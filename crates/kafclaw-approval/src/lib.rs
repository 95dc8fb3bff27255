//! KafClaw Approval — the interactive approval-gate state machine (spec
//! §4.4, C5).
//!
//! When the policy engine (`kafclaw-policy`) marks a tool call as
//! `requires_approval`, the Agent Loop calls [`ApprovalManager::create`] to
//! register a pending request, sends its prompt text to the owning chat,
//! and calls [`ApprovalManager::wait`] to block the turn until the user
//! replies with `approve:<id>` / `deny:<id>` (routed back in by the channel
//! adapter to [`ApprovalManager::respond`]) or the configured timeout
//! elapses.
//!
//! Grounded on the teacher's `astrid-approval` crate for the general shape
//! of an async approval coordinator, but considerably leaner: the teacher's
//! `ApprovalManager` also juggles an `AllowanceStore` (remembered
//! always-allow grants) and a `DeferredResolutionStore` (out-of-band
//! resolution channels) that this spec has no equivalent for — its approval
//! model is a plain per-request `Pending -> {Approved, Denied, Timeout}`
//! machine with no persistence across requests.

#![warn(missing_docs)]
#![deny(clippy::unwrap_used)]
#![cfg_attr(test, allow(clippy::unwrap_used))]

pub mod error;
pub mod manager;
pub mod request;

pub use error::{ApprovalError, ApprovalResult};
pub use manager::ApprovalManager;
pub use request::{acknowledgement_text, ApprovalRequest, ApprovalState};
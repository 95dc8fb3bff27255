//! Request context for correlation and tracing across process boundaries.
//!
//! This is the generic correlation envelope a `tracing` subscriber and log
//! shipper expect (request/correlation/parent ids, timing); the Agent
//! Loop's own `TurnContext` carries the domain-specific fields (trace id,
//! task id, channel, chat id, sender, message type) and is built from one
//! of these at the point an inbound message enters the loop.

use chrono::{DateTime, Utc};
use serde::{Deserialize, Serialize};
use std::collections::HashMap;
use uuid::Uuid;

/// Request context for correlation across operations.
#[derive(Debug, Clone, Serialize, Deserialize)]
pub struct RequestContext {
    /// Unique request identifier.
    pub request_id: Uuid,
    /// Correlation ID shared by a request and everything it spawns.
    pub correlation_id: Uuid,
    /// Parent request ID if this is a sub-request (e.g. a sub-agent run).
    pub parent_id: Option<Uuid>,
    /// Session ID if within a channel session.
    pub session_id: Option<Uuid>,
    /// When the request started.
    pub started_at: DateTime<Utc>,
    /// Source component that created this context.
    pub source: String,
    /// Operation being performed.
    pub operation: Option<String>,
    /// Additional metadata carried alongside every span built from this
    /// context.
    #[serde(default)]
    pub metadata: HashMap<String, String>,
}

impl RequestContext {
    /// Create a new request context rooted at `source`.
    #[must_use]
    pub fn new(source: impl Into<String>) -> Self {
        let id = Uuid::new_v4();
        Self {
            request_id: id,
            correlation_id: id,
            parent_id: None,
            session_id: None,
            started_at: Utc::now(),
            source: source.into(),
            operation: None,
            metadata: HashMap::new(),
        }
    }

    /// Create a child context that inherits correlation info (used when the
    /// Sub-agent Supervisor spawns a nested loop under a parent trace).
    #[must_use]
    pub fn child(&self, source: impl Into<String>) -> Self {
        Self {
            request_id: Uuid::new_v4(),
            correlation_id: self.correlation_id,
            parent_id: Some(self.request_id),
            session_id: self.session_id,
            started_at: Utc::now(),
            source: source.into(),
            operation: None,
            metadata: self.metadata.clone(),
        }
    }

    /// Set the correlation ID.
    #[must_use]
    pub fn with_correlation_id(mut self, id: Uuid) -> Self {
        self.correlation_id = id;
        self
    }

    /// Set the session ID.
    #[must_use]
    pub fn with_session_id(mut self, id: Uuid) -> Self {
        self.session_id = Some(id);
        self
    }

    /// Set the operation name.
    #[must_use]
    pub fn with_operation(mut self, operation: impl Into<String>) -> Self {
        self.operation = Some(operation.into());
        self
    }

    /// Add a metadata key/value pair.
    #[must_use]
    pub fn with_metadata(mut self, key: impl Into<String>, value: impl Into<String>) -> Self {
        self.metadata.insert(key.into(), value.into());
        self
    }

    /// Elapsed time since the request started.
    #[must_use]
    pub fn elapsed(&self) -> chrono::Duration {
        #[allow(clippy::arithmetic_side_effects)]
        let elapsed = Utc::now() - self.started_at;
        elapsed
    }

    /// Elapsed time in milliseconds.
    #[must_use]
    pub fn elapsed_ms(&self) -> i64 {
        self.elapsed().num_milliseconds()
    }

    /// Build a `tracing` span carrying this context's correlation fields.
    #[must_use]
    pub fn span(&self) -> tracing::Span {
        tracing::info_span!(
            "request",
            request_id = %self.request_id,
            correlation_id = %self.correlation_id,
            source = %self.source,
            operation = self.operation.as_deref(),
        )
    }

    /// Whether this context has a parent (i.e. is a sub-request).
    #[must_use]
    pub fn has_parent(&self) -> bool {
        self.parent_id.is_some()
    }

    /// Short identifier suitable for compact log lines.
    #[must_use]
    pub fn short_id(&self) -> String {
        self.request_id.to_string()[..8].to_string()
    }
}

impl Default for RequestContext {
    fn default() -> Self {
        Self::new("unknown")
    }
}

/// Guard that enters the context's span on construction and logs elapsed
/// time on drop.
pub struct RequestGuard {
    context: RequestContext,
    #[allow(dead_code)]
    span: tracing::span::EnteredSpan,
}

impl RequestGuard {
    /// Enter `context`'s span, logging start and (on drop) completion.
    #[must_use]
    pub fn new(context: RequestContext) -> Self {
        let span = context.span().entered();
        tracing::debug!("request started");
        Self { context, span }
    }

    /// The wrapped context.
    #[must_use]
    pub fn context(&self) -> &RequestContext {
        &self.context
    }
}

impl Drop for RequestGuard {
    fn drop(&mut self) {
        tracing::debug!(elapsed_ms = self.context.elapsed_ms(), "request completed");
    }
}

#[cfg(test)]
mod tests {
    use super::*;

    #[test]
    fn new_context_is_self_correlated() {
        let ctx = RequestContext::new("test");
        assert_eq!(ctx.source, "test");
        assert_eq!(ctx.request_id, ctx.correlation_id);
        assert!(ctx.parent_id.is_none());
    }

    #[test]
    fn builder_chain() {
        let session = Uuid::new_v4();
        let ctx = RequestContext::new("test")
            .with_session_id(session)
            .with_operation("test_op")
            .with_metadata("key", "value");

        assert_eq!(ctx.session_id, Some(session));
        assert_eq!(ctx.operation, Some("test_op".to_string()));
        assert_eq!(ctx.metadata.get("key"), Some(&"value".to_string()));
    }

    #[test]
    fn child_inherits_correlation_not_identity() {
        let session = Uuid::new_v4();
        let parent = RequestContext::new("parent").with_session_id(session);
        let child = parent.child("child");

        assert_ne!(child.request_id, parent.request_id);
        assert_eq!(child.correlation_id, parent.correlation_id);
        assert_eq!(child.parent_id, Some(parent.request_id));
        assert_eq!(child.session_id, Some(session));
    }

    #[test]
    fn elapsed_advances() {
        let ctx = RequestContext::new("test");
        std::thread::sleep(std::time::Duration::from_millis(10));
        assert!(ctx.elapsed_ms() >= 10);
    }

    #[test]
    fn short_id_is_eight_chars() {
        let ctx = RequestContext::new("test");
        assert_eq!(ctx.short_id().len(), 8);
    }

    #[test]
    fn round_trips_through_json() {
        let ctx = RequestContext::new("test").with_operation("test_op");
        let json = serde_json::to_string(&ctx).unwrap();
        let parsed: RequestContext = serde_json::from_str(&json).unwrap();
        assert_eq!(parsed.source, "test");
        assert_eq!(parsed.operation, Some("test_op".to_string()));
    }
}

- Your task:
Scan the listing and report each line where the word "Option" shows up.

- Result below:
    pub parent_id: Option<Uuid>,
    pub session_id: Option<Uuid>,
    pub operation: Option<String>,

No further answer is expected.